Collected data
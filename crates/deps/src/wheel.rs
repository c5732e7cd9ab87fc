//! Wheel file names, platform tags and selection of the best artifact for
//! the target interpreter.

use crate::lockfile::LockedArtifact;
use crate::python::PythonVersion;
use crate::requirement::normalize_name;
use std::cmp::Ordering;
use thiserror::Error;

/// glibc of the Debian release behind the official slim Python images.
const TARGET_GLIBC_MINOR: u32 = 36;

#[derive(Debug, Error, PartialEq, Eq)]
#[error("invalid wheel file name '{0}'")]
pub struct WheelNameError(pub String);

#[derive(Debug, Clone, PartialEq, Eq)]
pub struct WheelFilename {
    pub name: String,
    pub version: String,
    pub build: Option<String>,
    pub python_tags: Vec<String>,
    pub abi_tags: Vec<String>,
    pub platform_tags: Vec<String>,
}

impl WheelFilename {
    pub fn parse(file_name: &str) -> Result<Self, WheelNameError> {
        let invalid = || WheelNameError(file_name.to_string());
        let stem = file_name.strip_suffix(".whl").ok_or_else(invalid)?;
        let parts: Vec<&str> = stem.split('-').collect();

        let (name, version, build, python, abi, platform) = match parts.as_slice() {
            [name, version, python, abi, platform] => (*name, *version, None, *python, *abi, *platform),
            [name, version, build, python, abi, platform] => {
                (*name, *version, Some(build.to_string()), *python, *abi, *platform)
            }
            _ => return Err(invalid()),
        };
        if name.is_empty() || version.is_empty() {
            return Err(invalid());
        }

        let split = |tags: &str| tags.split('.').map(String::from).collect::<Vec<_>>();
        Ok(Self {
            name: normalize_name(name),
            version: version.to_string(),
            build,
            python_tags: split(python),
            abi_tags: split(abi),
            platform_tags: split(platform),
        })
    }

    pub fn is_pure(&self) -> bool {
        self.platform_tags.iter().all(|t| t == "any")
    }
}

/// Interpreter and platform the image will run on.
#[derive(Debug, Clone, PartialEq, Eq)]
pub struct TargetEnvironment {
    pub python: PythonVersion,
    pub arch: String,
}

impl TargetEnvironment {
    pub fn new(python: PythonVersion, arch: impl Into<String>) -> Self {
        Self {
            python,
            arch: arch.into(),
        }
    }

    /// Rank of a platform tag, lower is better; `None` if it cannot run here.
    fn platform_rank(&self, tag: &str) -> Option<u32> {
        if tag == "any" {
            return Some(1000);
        }
        if tag == format!("linux_{}", self.arch) {
            return Some(500);
        }
        let glibc_minor = if let Some(rest) = tag.strip_prefix("manylinux_2_") {
            let (minor, arch) = rest.split_once('_')?;
            if arch != self.arch {
                return None;
            }
            minor.parse::<u32>().ok()?
        } else {
            let (legacy, arch) = tag.split_once('_')?;
            if arch != self.arch {
                return None;
            }
            match legacy {
                "manylinux2014" => 17,
                "manylinux2010" => 12,
                "manylinux1" => 5,
                _ => return None,
            }
        };
        if glibc_minor > TARGET_GLIBC_MINOR {
            return None;
        }
        Some(TARGET_GLIBC_MINOR - glibc_minor)
    }

    /// Rank of a python/abi pair, lower is better.
    fn interpreter_rank(&self, python: &str, abi: &str, pure_platform: bool) -> Option<u32> {
        let cp = self.python.cpython_tag();
        let py_major = format!("py{}", self.python.major);
        let py_minor_ok = |tag: &str| -> bool {
            tag == py_major
                || tag
                    .strip_prefix(&py_major)
                    .and_then(|m| m.parse::<u32>().ok())
                    .map(|m| m <= self.python.minor)
                    .unwrap_or(false)
        };

        let rank = if python == cp && abi == cp && !pure_platform {
            0
        } else if abi == "abi3" && !pure_platform {
            let minor = python
                .strip_prefix(&format!("cp{}", self.python.major))?
                .parse::<u32>()
                .ok()?;
            if minor > self.python.minor {
                return None;
            }
            1 + (self.python.minor - minor)
        } else if abi == "none" && python == cp {
            if pure_platform {
                300
            } else {
                100
            }
        } else if abi == "none" && py_minor_ok(python) {
            if pure_platform {
                400
            } else {
                200
            }
        } else {
            return None;
        };
        Some(rank)
    }

    /// Best (lowest) rank among the wheel's tag triples.
    pub fn rank(&self, wheel: &WheelFilename) -> Option<(u32, u32)> {
        let mut best: Option<(u32, u32)> = None;
        for python in &wheel.python_tags {
            for abi in &wheel.abi_tags {
                for platform in &wheel.platform_tags {
                    let Some(platform_rank) = self.platform_rank(platform) else {
                        continue;
                    };
                    let Some(interp_rank) =
                        self.interpreter_rank(python, abi, platform == "any")
                    else {
                        continue;
                    };
                    let candidate = (interp_rank, platform_rank);
                    if best.map(|b| candidate < b).unwrap_or(true) {
                        best = Some(candidate);
                    }
                }
            }
        }
        best
    }

    pub fn is_compatible(&self, wheel: &WheelFilename) -> bool {
        self.rank(wheel).is_some()
    }

    /// Compatible wheels of `version`, best first. Ties keep lock order.
    pub fn select<'a>(
        &self,
        wheels: &'a [LockedArtifact],
        version: &str,
    ) -> Vec<(&'a LockedArtifact, WheelFilename)> {
        let mut ranked: Vec<((u32, u32), usize, &LockedArtifact, WheelFilename)> = wheels
            .iter()
            .enumerate()
            .filter_map(|(index, artifact)| {
                let parsed = WheelFilename::parse(&artifact.file_name()?).ok()?;
                if !versions_match(&parsed.version, version) {
                    return None;
                }
                let rank = self.rank(&parsed)?;
                Some((rank, index, artifact, parsed))
            })
            .collect();
        ranked.sort_by(|a, b| match a.0.cmp(&b.0) {
            Ordering::Equal => a.1.cmp(&b.1),
            other => other,
        });
        ranked.into_iter().map(|(_, _, a, w)| (a, w)).collect()
    }
}

fn versions_match(wheel_version: &str, locked: &str) -> bool {
    use crate::version::Version;
    match (Version::parse(wheel_version), Version::parse(locked)) {
        (Ok(a), Ok(b)) => a == b,
        _ => wheel_version == locked,
    }
}

#[cfg(test)]
mod tests {
    use super::*;
    use yare::parameterized;

    fn target() -> TargetEnvironment {
        TargetEnvironment::new(PythonVersion::new(3, 12), "x86_64")
    }

    fn artifact(file: &str) -> LockedArtifact {
        LockedArtifact {
            url: Some(format!("https://files.example/{}", file)),
            path: None,
            filename: None,
            hash: Some(format!("sha256:{}", "ab".repeat(32))),
            size: None,
        }
    }

    #[test]
    fn test_parse_wheel_filename() {
        let wheel = WheelFilename::parse(
            "pydantic_core-2.33.2-cp312-cp312-manylinux_2_17_x86_64.manylinux2014_x86_64.whl",
        )
        .unwrap();
        assert_eq!(wheel.name, "pydantic-core");
        assert_eq!(wheel.version, "2.33.2");
        assert_eq!(wheel.python_tags, vec!["cp312"]);
        assert_eq!(
            wheel.platform_tags,
            vec!["manylinux_2_17_x86_64", "manylinux2014_x86_64"]
        );
        assert!(!wheel.is_pure());

        let with_build = WheelFilename::parse("a-1.0-1-py3-none-any.whl").unwrap();
        assert_eq!(with_build.build.as_deref(), Some("1"));
        assert!(with_build.is_pure());
    }

    #[test]
    fn test_parse_invalid_wheel_filename() {
        assert!(WheelFilename::parse("a-1.0.tar.gz").is_err());
        assert!(WheelFilename::parse("a-1.0-py3.whl").is_err());
    }

    #[parameterized(
        pure = { "a-1.0-py3-none-any.whl", true },
        cpython_manylinux = { "a-1.0-cp312-cp312-manylinux_2_17_x86_64.whl", true },
        legacy_manylinux = { "a-1.0-cp312-cp312-manylinux2014_x86_64.whl", true },
        too_new_glibc = { "a-1.0-cp312-cp312-manylinux_2_39_x86_64.whl", false },
        abi3 = { "a-1.0-cp38-abi3-manylinux_2_17_x86_64.whl", true },
        abi3_newer = { "a-1.0-cp313-abi3-manylinux_2_17_x86_64.whl", false },
        wrong_interpreter = { "a-1.0-cp311-cp311-manylinux_2_17_x86_64.whl", false },
        wrong_arch = { "a-1.0-cp312-cp312-manylinux_2_17_aarch64.whl", false },
        windows = { "a-1.0-cp312-cp312-win_amd64.whl", false },
        macos = { "a-1.0-cp312-cp312-macosx_11_0_arm64.whl", false },
        py2 = { "a-1.0-py2-none-any.whl", false },
        py312 = { "a-1.0-py312-none-any.whl", true },
        musl = { "a-1.0-cp312-cp312-musllinux_1_2_x86_64.whl", false },
    )]
    fn test_compatibility(file: &str, expected: bool) {
        let wheel = WheelFilename::parse(file).unwrap();
        assert_eq!(target().is_compatible(&wheel), expected, "{}", file);
    }

    #[test]
    fn test_select_prefers_specific_wheels() {
        let wheels = vec![
            artifact("a-1.0-py3-none-any.whl"),
            artifact("a-1.0-cp38-abi3-manylinux_2_17_x86_64.whl"),
            artifact("a-1.0-cp312-cp312-win_amd64.whl"),
            artifact("a-1.0-cp312-cp312-manylinux_2_17_x86_64.whl"),
            artifact("a-1.0-cp312-cp312-manylinux_2_28_x86_64.whl"),
        ];
        let selected: Vec<String> = target()
            .select(&wheels, "1.0")
            .into_iter()
            .map(|(a, _)| a.file_name().unwrap())
            .collect();

        assert_eq!(
            selected,
            vec![
                "a-1.0-cp312-cp312-manylinux_2_28_x86_64.whl",
                "a-1.0-cp312-cp312-manylinux_2_17_x86_64.whl",
                "a-1.0-cp38-abi3-manylinux_2_17_x86_64.whl",
                "a-1.0-py3-none-any.whl",
            ]
        );
    }

    #[test]
    fn test_select_ignores_other_versions() {
        let wheels = vec![
            artifact("a-2.0-py3-none-any.whl"),
            artifact("a-1.0.0-py3-none-any.whl"),
        ];
        let selected = target().select(&wheels, "1.0");
        assert_eq!(selected.len(), 1);
        assert_eq!(selected[0].1.version, "1.0.0");
    }

    #[test]
    fn test_aarch64_target() {
        let target = TargetEnvironment::new(PythonVersion::new(3, 12), "aarch64");
        let wheel = WheelFilename::parse("a-1.0-cp312-cp312-manylinux_2_17_aarch64.whl").unwrap();
        assert!(target.is_compatible(&wheel));
    }
}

Task description
If a line falls between the first line of the data above and the line holding "#[derive(Debug, Error, PartialEq, Eq)]", inclusive, retype it exactly; retype no other line.

Written answer
filename crates/deps/src/wheel.rs
repository c5732e7cd9ab87fc
//! Wheel file names, platform tags and selection of the best artifact for
//! the target interpreter.

use crate::lockfile::LockedArtifact;
use crate::python::PythonVersion;
use crate::requirement::normalize_name;
use std::cmp::Ordering;
use thiserror::Error;

/// glibc of the Debian release behind the official slim Python images.
const TARGET_GLIBC_MINOR: u32 = 36;

#[derive(Debug, Error, PartialEq, Eq)]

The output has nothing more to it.